On payroll could be the only option for contractors as in recent weeks several major banks have reportedly told contractors that they will only employ them as ‘on-payroll’ from next year as they prepare for the IR35 rules which will apply to the private sector from April 2020. While care is needed over taking a blanket approach, businesses are right to prepare now as failure to do so could see key staff walking away.
It seems the banks are trying to protect themselves from the pain that others in the public sector, where IR35 already applies, have had to endure, notably the BBC.
Currently, HMRC requires contractors in the private sector hired via intermediaries such as personal service companies, that work like other full-time employees, to self-assess their employment tax status and if off-payroll working rules are applicable, remit the right taxes.
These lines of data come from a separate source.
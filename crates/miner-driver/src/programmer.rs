//! Parameter programming sequence.
//!
//! Writes a validated {midstate, residual, target} triple into the core's
//! banks: MidState words in ascending index order, then Residual, then
//! Target. All three banks must be complete before a start signal is
//! issued, and nothing here ever issues one — the session owns that.

use crate::bus::{RegisterAddress, RegisterBus};
use crate::error::{MinerError, Result};
use crate::params::{MiningParameters, MIDSTATE_WORDS, RESIDUAL_WORDS};
use miner_chip::banks::Bank;
use tracing::debug;

/// Programs mining parameters into the core's register banks.
#[derive(Debug, Default)]
pub struct ParameterProgrammer;

impl ParameterProgrammer {
    /// Validate and program a parameter triple.
    ///
    /// Validation runs before the first register write, so a word-count
    /// mismatch programs nothing — no partial-write rollback is ever
    /// needed.
    ///
    /// # Errors
    ///
    /// Returns [`MinerError::Validation`] on a word-count mismatch, or
    /// [`MinerError::HardwareFault`] if a register write fails.
    pub fn load<B: RegisterBus>(bus: &mut B, params: &MiningParameters) -> Result<()> {
        if params.midstate().len() != MIDSTATE_WORDS {
            return Err(MinerError::validation(format!(
                "midstate has {} words, core expects {MIDSTATE_WORDS}",
                params.midstate().len()
            )));
        }
        if params.residual().len() != RESIDUAL_WORDS {
            return Err(MinerError::validation(format!(
                "residual has {} words, core expects {RESIDUAL_WORDS}",
                params.residual().len()
            )));
        }

        write_bank(bus, Bank::MidState, params.midstate())?;
        write_bank(bus, Bank::Residual, params.residual())?;
        write_bank(bus, Bank::Target, &params.target().words())?;

        debug!("Programmed midstate, residual and target banks");
        Ok(())
    }
}

fn write_bank<B: RegisterBus>(bus: &mut B, bank: Bank, words: &[u32]) -> Result<()> {
    for (index, &word) in words.iter().enumerate() {
        bus.write(RegisterAddress::word(bank, index)?, word)?;
    }
    Ok(())
}
//! Memory-mapped register access over `/dev/mem`.
//!
//! The mining core sits behind the Zynq PS→PL GP0 AXI interface; its 1 KB
//! register window is mapped with `rustix` mmap and accessed with volatile
//! 32-bit loads and stores so no access is elided or reordered by the
//! compiler.

// MMIO registers are naturally aligned by the decoded window, so the
// pointer casts below are safe.
#![allow(clippy::cast_ptr_alignment)]

use crate::bus::{RegisterAddress, RegisterBus};
use crate::error::{MinerError, Result};
use miner_chip::banks::{BASE_ADDR, WINDOW_SIZE};
use rustix::mm::{mmap, munmap, MapFlags, ProtFlags};
use std::fmt;
use std::fs::OpenOptions;
use std::os::unix::io::AsFd;

/// Memory-mapped view of the mining core's register window.
///
/// Owns the mapping exclusively; dropping it unmaps the window.
pub struct MmioBank {
    ptr: *mut u8,
    size: usize,
    base_addr: u64,
    _file: std::fs::File,
}

impl fmt::Debug for MmioBank {
    fn fmt(&self, f: &mut fmt::Formatter<'_>) -> fmt::Result {
        f.debug_struct("MmioBank")
            .field("ptr", &format_args!("{:p}", self.ptr))
            .field("size", &self.size)
            .field("base_addr", &format_args!("{:#010x}", self.base_addr))
            .finish()
    }
}

// SAFETY: MmioBank owns the mapped window exclusively. Moving it between
// threads does not invalidate the mapping (mmap'd memory is process-wide),
// and all access goes through &mut self.
unsafe impl Send for MmioBank {}

impl MmioBank {
    /// Map the core's register window from `/dev/mem` at `base_addr`.
    ///
    /// Requires read/write access to `/dev/mem` (root or a dedicated
    /// group), and `base_addr` must be the core's AXI window from the
    /// block design.
    ///
    /// # Errors
    ///
    /// Returns an error if `/dev/mem` cannot be opened or the mapping
    /// fails.
    pub fn map(base_addr: u64) -> Result<Self> {
        let file = OpenOptions::new().read(true).write(true).open("/dev/mem")?;

        // SAFETY: mmap necessary for MMIO - maps the AXI window into the
        // process address space. fd just opened above; length is the fixed
        // window size; offset is the physical base from the block design;
        // SHARED so writes reach the device.
        let ptr = unsafe {
            mmap(
                std::ptr::null_mut(),
                WINDOW_SIZE,
                ProtFlags::READ | ProtFlags::WRITE,
                MapFlags::SHARED,
                file.as_fd(),
                base_addr,
            )
            .map_err(|e| {
                MinerError::hardware_fault(format!(
                    "mmap of core window at {base_addr:#010x} failed: {e}"
                ))
            })?
        };

        tracing::info!(
            "Mapped mining core window at {:p} (phys {:#010x}, {} bytes)",
            ptr,
            base_addr,
            WINDOW_SIZE
        );

        Ok(Self {
            ptr: ptr.cast(),
            size: WINDOW_SIZE,
            base_addr,
            _file: file,
        })
    }

    /// Map at the block design's default base address.
    ///
    /// # Errors
    ///
    /// Same failure modes as [`MmioBank::map`].
    pub fn map_default() -> Result<Self> {
        Self::map(BASE_ADDR)
    }

    /// Physical base address of the mapped window.
    #[must_use]
    pub const fn base_addr(&self) -> u64 {
        self.base_addr
    }
}

impl RegisterBus for MmioBank {
    fn write(&mut self, addr: RegisterAddress, value: u32) -> Result<()> {
        let offset = addr.window_offset();
        assert!(offset + 4 <= self.size, "register offset out of window");
        // SAFETY: write_volatile necessary for MMIO - every write has
        // protocol meaning and must reach the device. ptr valid for
        // self.size from map(); offset bounds-asserted; registers are
        // word-aligned by construction of RegisterAddress.
        unsafe {
            std::ptr::write_volatile(self.ptr.add(offset).cast::<u32>(), value);
        }
        tracing::trace!("W {addr} = {value:#010x}");
        Ok(())
    }

    fn read(&mut self, addr: RegisterAddress) -> Result<u32> {
        let offset = addr.window_offset();
        assert!(offset + 4 <= self.size, "register offset out of window");
        // SAFETY: read_volatile necessary for MMIO - the device can change
        // the value between reads. Same pointer invariants as write().
        let value = unsafe { std::ptr::read_volatile(self.ptr.add(offset).cast::<u32>()) };
        tracing::trace!("R {addr} = {value:#010x}");
        Ok(value)
    }
}

impl Drop for MmioBank {
    fn drop(&mut self) {
        // SAFETY: ptr/size are exactly what map() mapped; Drop runs at
        // most once and no other references to the window exist.
        unsafe {
            // Error ignored in Drop (nothing to propagate to).
            let _ = munmap(self.ptr.cast(), self.size);
        }
        tracing::debug!("Unmapped mining core window at {:#010x}", self.base_addr);
    }
}
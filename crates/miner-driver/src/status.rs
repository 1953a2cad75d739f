//! Status snapshots.
//!
//! The in-flight nonce lives in the hash clock domain; a direct read could
//! observe a metastable or torn value, so it is sampled through the
//! latch-request register: assert `CURRENT_HASH_REQ`, wait one settle
//! interval, deassert, then read the latched copy. The sequence is
//! mandatory even for best-effort progress reads.

use crate::bus::{RegisterAddress, RegisterBus};
use crate::error::{MinerError, Result};
use miner_chip::regs;
use std::thread;
use std::time::Duration;

/// Default settle interval for clock-domain-crossing latches.
pub const DEFAULT_SETTLE: Duration = Duration::from_millis(1);

/// One read-only snapshot of the core's search state.
#[derive(Debug, Clone, Copy, PartialEq, Eq)]
pub struct MiningStatus {
    /// Golden nonce found.
    pub found: bool,
    /// Nonce space exhausted without a hit.
    pub not_found: bool,
    /// Latched in-flight nonce.
    pub current_nonce: u32,
    /// Golden nonce; meaningful only when `found` is set.
    pub golden_nonce: u32,
}

/// Read-only view over the core's status registers.
#[derive(Debug, Clone, Copy)]
pub struct StatusReporter {
    settle: Duration,
}

impl StatusReporter {
    /// Reporter with the default settle interval.
    #[must_use]
    pub const fn new() -> Self {
        Self {
            settle: DEFAULT_SETTLE,
        }
    }

    /// Reporter with an explicit settle interval (simulators, tests).
    #[must_use]
    pub const fn with_settle(settle: Duration) -> Self {
        Self { settle }
    }

    /// Take one snapshot.
    ///
    /// # Errors
    ///
    /// Returns [`MinerError::HardwareFault`] if a register access fails,
    /// or [`MinerError::InconsistentStatus`] if the core reports found and
    /// not-found simultaneously — never silently resolved in favour of
    /// either flag.
    pub fn snapshot<B: RegisterBus>(&self, bus: &mut B) -> Result<MiningStatus> {
        // Latch the in-flight nonce across the clock-domain boundary.
        bus.write(
            RegisterAddress::control(regs::CURRENT_HASH_REQ)?,
            regs::control::ASSERT,
        )?;
        thread::sleep(self.settle);
        bus.write(
            RegisterAddress::control(regs::CURRENT_HASH_REQ)?,
            regs::control::DEASSERT,
        )?;
        let current_nonce = bus.read(RegisterAddress::control(regs::CURRENT_NONCE)?)?;

        let raw_found = bus.read(RegisterAddress::control(regs::STATUS_FOUND)?)?;
        let raw_not_found = bus.read(RegisterAddress::control(regs::STATUS_NOT_FOUND)?)?;
        let found = raw_found & regs::status::FLAG != 0;
        let not_found = raw_not_found & regs::status::FLAG != 0;

        if found && not_found {
            return Err(MinerError::InconsistentStatus {
                raw_found,
                raw_not_found,
            });
        }

        let golden_nonce = if found {
            bus.read(RegisterAddress::control(regs::GOLDEN_NONCE)?)?
        } else {
            0
        };

        Ok(MiningStatus {
            found,
            not_found,
            current_nonce,
            golden_nonce,
        })
    }
}

impl Default for StatusReporter {
    fn default() -> Self {
        Self::new()
    }
}
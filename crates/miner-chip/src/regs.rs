//! Control-bank register map for the SHA-256d mining core.
//!
//! Offsets are relative to the Control bank base. Write registers drive
//! the search; read registers report it. The in-flight nonce lives in the
//! hash clock domain, so it is read through a latch-request register
//! rather than directly (see `CURRENT_HASH_REQ`).
//!
//! ```text
//! 0x00  RESET             W  1=assert reset, 0=deassert
//! 0x04  START             W  1=begin hashing over the programmed parameters
//! 0x08  STATUS_FOUND      R  bit0 set once a golden nonce has been latched
//! 0x0C  GOLDEN_NONCE      R  valid only while STATUS_FOUND reads set
//! 0x10  CURRENT_HASH_REQ  W  pulse to latch the in-flight nonce across the CDC
//! 0x14  STATUS_NOT_FOUND  R  bit0 set once the nonce space wrapped without a hit
//! 0x18  CURRENT_NONCE     R  latched nonce, valid one settle interval after the pulse
//! ```

/// Reset control — write 1 to assert, 0 to deassert.
pub const RESET: usize = 0x00;

/// Start — write 1 to begin hashing over the programmed parameters.
pub const START: usize = 0x04;

/// Found flag — bit 0 set once a golden nonce has been latched.
pub const STATUS_FOUND: usize = 0x08;

/// Golden nonce — valid only while `STATUS_FOUND` reads set.
pub const GOLDEN_NONCE: usize = 0x0C;

/// Current-nonce latch request — pulse high, wait one settle interval,
/// then deassert before reading `CURRENT_NONCE`.
pub const CURRENT_HASH_REQ: usize = 0x10;

/// Exhausted flag — bit 0 set once the nonce space wrapped without a hit.
pub const STATUS_NOT_FOUND: usize = 0x14;

/// Latched in-flight nonce.
pub const CURRENT_NONCE: usize = 0x18;

/// Status register bit definitions.
pub mod status {
    /// Flag registers report in bit 0; the upper bits read as zero.
    pub const FLAG: u32 = 1 << 0;
}

/// Control register values.
pub mod control {
    /// Assert value for `RESET` / `START` / `CURRENT_HASH_REQ`.
    pub const ASSERT: u32 = 1;
    /// Deassert value.
    pub const DEASSERT: u32 = 0;
}

#[cfg(test)]
mod tests {
    use super::*;
    use crate::banks::Bank;

    #[test]
    fn register_offsets_non_overlapping() {
        let offsets = [
            RESET,
            START,
            STATUS_FOUND,
            GOLDEN_NONCE,
            CURRENT_HASH_REQ,
            STATUS_NOT_FOUND,
            CURRENT_NONCE,
        ];
        for (i, a) in offsets.iter().enumerate() {
            for b in &offsets[i + 1..] {
                assert_ne!(a, b);
            }
        }
    }

    #[test]
    fn registers_fit_the_control_bank() {
        assert!(CURRENT_NONCE + 4 <= Bank::Control.span());
    }

    #[test]
    fn registers_are_word_aligned() {
        for offset in [RESET, START, STATUS_FOUND, GOLDEN_NONCE, CURRENT_HASH_REQ, STATUS_NOT_FOUND, CURRENT_NONCE] {
            assert_eq!(offset % 4, 0);
        }
    }
}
The rules for the public sector were introduced in April 2017 and are being extended from April 2020 to medium and large private sector engagers. These new rules pass the requirement to assess the status of a worker engaged through an intermediary, such as personal service companies, to them.
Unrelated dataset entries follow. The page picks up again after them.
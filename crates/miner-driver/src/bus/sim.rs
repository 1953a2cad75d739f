//! Simulated mining core.
//!
//! Implements [`RegisterBus`] over a register-accurate software model of
//! the SHA-256d core: reset and start semantics, nonce progression, golden
//! nonce detection, nonce-space exhaustion, and the clock-domain-crossing
//! latch protocol. Every test in this crate runs against it, so CI never
//! needs the FPGA.
//!
//! The model does not hash. The search is abstracted as a nonce counter
//! that advances by a configurable step on each `STATUS_FOUND` read (one
//! tick per status snapshot), and "finds" a preconfigured golden nonce
//! when the counter sweeps past it.

use crate::bus::{RegisterAddress, RegisterBus};
use crate::error::{MinerError, Result};
use miner_chip::banks::Bank;
use miner_chip::regs;

/// Software model of the mining core's register file and search engine.
#[derive(Debug)]
pub struct SimulatedMiner {
    in_reset: bool,
    running: bool,
    found: bool,
    exhausted: bool,
    current_nonce: u32,
    latched_nonce: u32,
    golden_nonce: Option<u32>,
    nonces_per_tick: u32,
    midstate: [u32; 8],
    residual: [u32; 3],
    target: [u32; 8],
    faulty: bool,
    writes: u64,
}

impl SimulatedMiner {
    /// Create an idle core with no golden nonce configured.
    #[must_use]
    pub fn new() -> Self {
        Self {
            in_reset: false,
            running: false,
            found: false,
            exhausted: false,
            current_nonce: 0,
            latched_nonce: 0,
            golden_nonce: None,
            nonces_per_tick: 1,
            midstate: [0; 8],
            residual: [0; 3],
            target: [0; 8],
            faulty: false,
            writes: 0,
        }
    }

    /// Configure the nonce the simulated search will "find".
    ///
    /// Without one, the search runs until the nonce space wraps.
    #[must_use]
    pub fn with_golden_nonce(mut self, nonce: u32) -> Self {
        self.golden_nonce = Some(nonce);
        self
    }

    /// Nonces swept per status-read tick (default 1).
    #[must_use]
    pub fn with_nonces_per_tick(mut self, step: u32) -> Self {
        self.nonces_per_tick = step.max(1);
        self
    }

    /// Make every subsequent bus access fail with a hardware fault.
    pub fn inject_fault(&mut self) {
        self.faulty = true;
    }

    /// Total register writes accepted so far.
    #[must_use]
    pub const fn write_count(&self) -> u64 {
        self.writes
    }

    /// Programmed mid-state words.
    #[must_use]
    pub const fn midstate(&self) -> [u32; 8] {
        self.midstate
    }

    /// Programmed residual words.
    #[must_use]
    pub const fn residual(&self) -> [u32; 3] {
        self.residual
    }

    /// Programmed target words, most-significant first.
    #[must_use]
    pub const fn target_words(&self) -> [u32; 8] {
        self.target
    }

    /// True while the search engine is sweeping nonces.
    #[must_use]
    pub const fn is_running(&self) -> bool {
        self.running
    }

    fn check_fault(&self) -> Result<()> {
        if self.faulty {
            return Err(MinerError::hardware_fault("simulated bus fault"));
        }
        Ok(())
    }

    fn enter_reset(&mut self) {
        self.in_reset = true;
        self.running = false;
        self.found = false;
        self.exhausted = false;
        self.current_nonce = 0;
        self.latched_nonce = 0;
    }

    fn control_write(&mut self, offset: usize, value: u32) {
        match offset {
            regs::RESET => {
                if value & 1 == 1 {
                    self.enter_reset();
                } else {
                    self.in_reset = false;
                }
            }
            regs::START => {
                if value & 1 == 1 && !self.in_reset && !self.found && !self.exhausted {
                    self.running = true;
                }
            }
            regs::CURRENT_HASH_REQ => {
                if value & 1 == 1 {
                    self.latched_nonce = self.current_nonce;
                }
            }
            // Writes to read-only registers fall through, as on hardware.
            _ => {}
        }
    }

    /// Advance the simulated search by one tick.
    fn tick(&mut self) {
        if !self.running {
            return;
        }
        let next = u64::from(self.current_nonce) + u64::from(self.nonces_per_tick);
        if let Some(golden) = self.golden_nonce {
            if u64::from(golden) >= u64::from(self.current_nonce) && u64::from(golden) < next {
                self.current_nonce = golden;
                self.found = true;
                self.running = false;
                return;
            }
        }
        if next > u64::from(u32::MAX) {
            self.current_nonce = u32::MAX;
            self.exhausted = true;
            self.running = false;
        } else {
            // Truncation cannot occur: next <= u32::MAX here.
            #[allow(clippy::cast_possible_truncation)]
            {
                self.current_nonce = next as u32;
            }
        }
    }
}

impl Default for SimulatedMiner {
    fn default() -> Self {
        Self::new()
    }
}

impl RegisterBus for SimulatedMiner {
    fn write(&mut self, addr: RegisterAddress, value: u32) -> Result<()> {
        self.check_fault()?;
        self.writes += 1;
        let index = addr.offset() / 4;
        match addr.bank() {
            Bank::Control => self.control_write(addr.offset(), value),
            Bank::MidState => self.midstate[index] = value,
            Bank::Residual => self.residual[index] = value,
            Bank::Target => self.target[index] = value,
        }
        Ok(())
    }

    fn read(&mut self, addr: RegisterAddress) -> Result<u32> {
        self.check_fault()?;
        if addr.bank() != Bank::Control {
            // Parameter banks are write-only on the real core.
            return Ok(0);
        }
        let value = match addr.offset() {
            regs::STATUS_FOUND => {
                self.tick();
                u32::from(self.found)
            }
            regs::STATUS_NOT_FOUND => u32::from(self.exhausted),
            regs::GOLDEN_NONCE => {
                if self.found {
                    self.golden_nonce.unwrap_or(self.current_nonce)
                } else {
                    0
                }
            }
            regs::CURRENT_NONCE => self.latched_nonce,
            _ => 0,
        };
        Ok(value)
    }
}

#[cfg(test)]
mod tests {
    use super::*;

    fn ctrl(offset: usize) -> RegisterAddress {
        RegisterAddress::control(offset).unwrap()
    }

    fn start(sim: &mut SimulatedMiner) {
        sim.write(ctrl(regs::RESET), 1).unwrap();
        sim.write(ctrl(regs::RESET), 0).unwrap();
        sim.write(ctrl(regs::START), 1).unwrap();
    }

    #[test]
    fn reset_clears_search_state() {
        let mut sim = SimulatedMiner::new().with_golden_nonce(0);
        start(&mut sim);
        let _ = sim.read(ctrl(regs::STATUS_FOUND)).unwrap();
        sim.write(ctrl(regs::RESET), 1).unwrap();
        assert_eq!(sim.read(ctrl(regs::STATUS_FOUND)).unwrap(), 0);
        assert!(!sim.is_running());
    }

    #[test]
    fn start_ignored_while_reset_asserted() {
        let mut sim = SimulatedMiner::new();
        sim.write(ctrl(regs::RESET), 1).unwrap();
        sim.write(ctrl(regs::START), 1).unwrap();
        assert!(!sim.is_running());
    }

    #[test]
    fn golden_nonce_found_when_swept() {
        let mut sim = SimulatedMiner::new()
            .with_golden_nonce(250)
            .with_nonces_per_tick(100);
        start(&mut sim);
        let mut polls = 0;
        while sim.read(ctrl(regs::STATUS_FOUND)).unwrap() == 0 {
            polls += 1;
            assert!(polls < 10, "golden nonce never found");
        }
        assert_eq!(sim.read(ctrl(regs::GOLDEN_NONCE)).unwrap(), 250);
        assert_eq!(sim.read(ctrl(regs::STATUS_NOT_FOUND)).unwrap(), 0);
    }

    #[test]
    fn nonce_space_exhausts_without_golden() {
        let mut sim = SimulatedMiner::new().with_nonces_per_tick(u32::MAX);
        start(&mut sim);
        let _ = sim.read(ctrl(regs::STATUS_FOUND)).unwrap();
        let _ = sim.read(ctrl(regs::STATUS_FOUND)).unwrap();
        assert_eq!(sim.read(ctrl(regs::STATUS_NOT_FOUND)).unwrap(), 1);
        assert_eq!(sim.read(ctrl(regs::STATUS_FOUND)).unwrap(), 0);
    }

    #[test]
    fn latch_request_captures_current_nonce() {
        let mut sim = SimulatedMiner::new().with_nonces_per_tick(7);
        start(&mut sim);
        let _ = sim.read(ctrl(regs::STATUS_FOUND)).unwrap();
        sim.write(ctrl(regs::CURRENT_HASH_REQ), 1).unwrap();
        sim.write(ctrl(regs::CURRENT_HASH_REQ), 0).unwrap();
        assert_eq!(sim.read(ctrl(regs::CURRENT_NONCE)).unwrap(), 7);
    }

    #[test]
    fn parameter_banks_store_words() {
        let mut sim = SimulatedMiner::new();
        sim.write(RegisterAddress::word(Bank::MidState, 3).unwrap(), 0xAA).unwrap();
        sim.write(RegisterAddress::word(Bank::Residual, 2).unwrap(), 0xBB).unwrap();
        sim.write(RegisterAddress::word(Bank::Target, 0).unwrap(), 0xCC).unwrap();
        assert_eq!(sim.midstate()[3], 0xAA);
        assert_eq!(sim.residual()[2], 0xBB);
        assert_eq!(sim.target_words()[0], 0xCC);
    }

    #[test]
    fn injected_fault_fails_every_access() {
        let mut sim = SimulatedMiner::new();
        sim.inject_fault();
        assert!(matches!(
            sim.read(ctrl(regs::STATUS_FOUND)),
            Err(MinerError::HardwareFault { .. })
        ));
        assert!(matches!(
            sim.write(ctrl(regs::RESET), 1),
            Err(MinerError::HardwareFault { .. })
        ));
    }
}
Where the contractor is a deemed employee, they will need to be placed on the payroll for deductions of tax and NIC (employee’s and employers) together with for many the requirement to pay the apprenticeship levy.
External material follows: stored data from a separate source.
//! Silicon model for the Zynq-7000 SHA-256d mining core.
//!
//! This crate has **no dependencies** and **no hardware access** — it is a
//! pure model of the programmable logic: the AXI bank layout, the
//! control-bank register map, and the bit definitions of the double-SHA-256
//! proof-of-work core.
//!
//! # Crate organisation
//!
//! | Module | Contents |
//! |--------|----------|
//! | [`banks`] | AXI window layout — four 256-byte banks and their word counts |
//! | [`regs`] | Control-bank register map — all offsets and bit definitions |

#![forbid(unsafe_code)]
#![warn(missing_docs)]
#![warn(clippy::all, clippy::pedantic)]
#![allow(clippy::module_name_repetitions)]

pub mod banks;
pub mod regs;
// Copyright 2025-present Affirm Contributors
// SPDX-License-Identifier: Apache-2.0

//! Approximate numeric equality with an explicit margin.
//!
//! Both checks compare the absolute difference `|a - b|` against the margin.
//! The boundary belongs to the equal side: a distance exactly equal to the
//! margin satisfies `approximately_equals` and not
//! `not_approximately_equals`, so for any finite inputs exactly one of the
//! two checks passes.

use std::fmt::Display;

use crate::options::CheckOptions;
use crate::outcome::{settle, CheckResult};

/// Check that `a` is within `margin` of `b` (inclusive).
///
/// Fails with `expected {a} to be within {margin} of {b}`. The margin is
/// expected to be non-negative; a negative margin can never be satisfied, so
/// the check then always fails.
///
/// # Example
///
/// ```
/// use affirm::{approximately_equals, CheckOptions};
///
/// approximately_equals(90, 90.1, 0.2, &CheckOptions::DEFAULT).unwrap();
/// ```
pub fn approximately_equals<A, B, M>(a: A, b: B, margin: M, opts: &CheckOptions) -> CheckResult
where
    A: Into<f64> + Display + Copy,
    B: Into<f64> + Display + Copy,
    M: Into<f64> + Display + Copy,
{
    let distance = (a.into() - b.into()).abs();
    settle(distance <= margin.into(), opts, || {
        format!("expected {} to be within {} of {}", a, margin, b)
    })
}

/// Check that `a` is farther than `margin` from `b`.
///
/// Fails with `expected {a} to not be within {margin} of {b}`. The exact
/// complement of [`approximately_equals`]: a distance equal to the margin
/// fails here.
pub fn not_approximately_equals<A, B, M>(a: A, b: B, margin: M, opts: &CheckOptions) -> CheckResult
where
    A: Into<f64> + Display + Copy,
    B: Into<f64> + Display + Copy,
    M: Into<f64> + Display + Copy,
{
    let distance = (a.into() - b.into()).abs();
    settle(distance > margin.into(), opts, || {
        format!("expected {} to not be within {} of {}", a, margin, b)
    })
}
Whilst these announcements by engagers do not necessarily mean they are not going to hire contractors via agencies or personal service companies what it does suggest is they think most if not all will end up on the payroll as deemed employees. This is undoubtably as they expect personal service rather than allowing for a substitute to be sent.
However, a word of caution to any engager who takes this route. They should make sure that it is not seen as taking a blanket approach to the new rules which require that engagers take reasonable care.
In the current reported cases engagers have stated new contracts will be issued which is to presumably put the contractors’ status beyond doubt and also create a clear difference between the old and new terms. This would provide the contractor with some protection should HMRC enquire into the position historically, for prior to April 2020 it would be their responsibly under the current IR35 rules in the private sector.
What’s also clear is that these large employers have realised how much time is needed to consult with contractors and achieve the right result for all whilst maintaining a work force in the business. Who can forget the stories back in April 2017 when the public sector rules came in and contractors walked off sites?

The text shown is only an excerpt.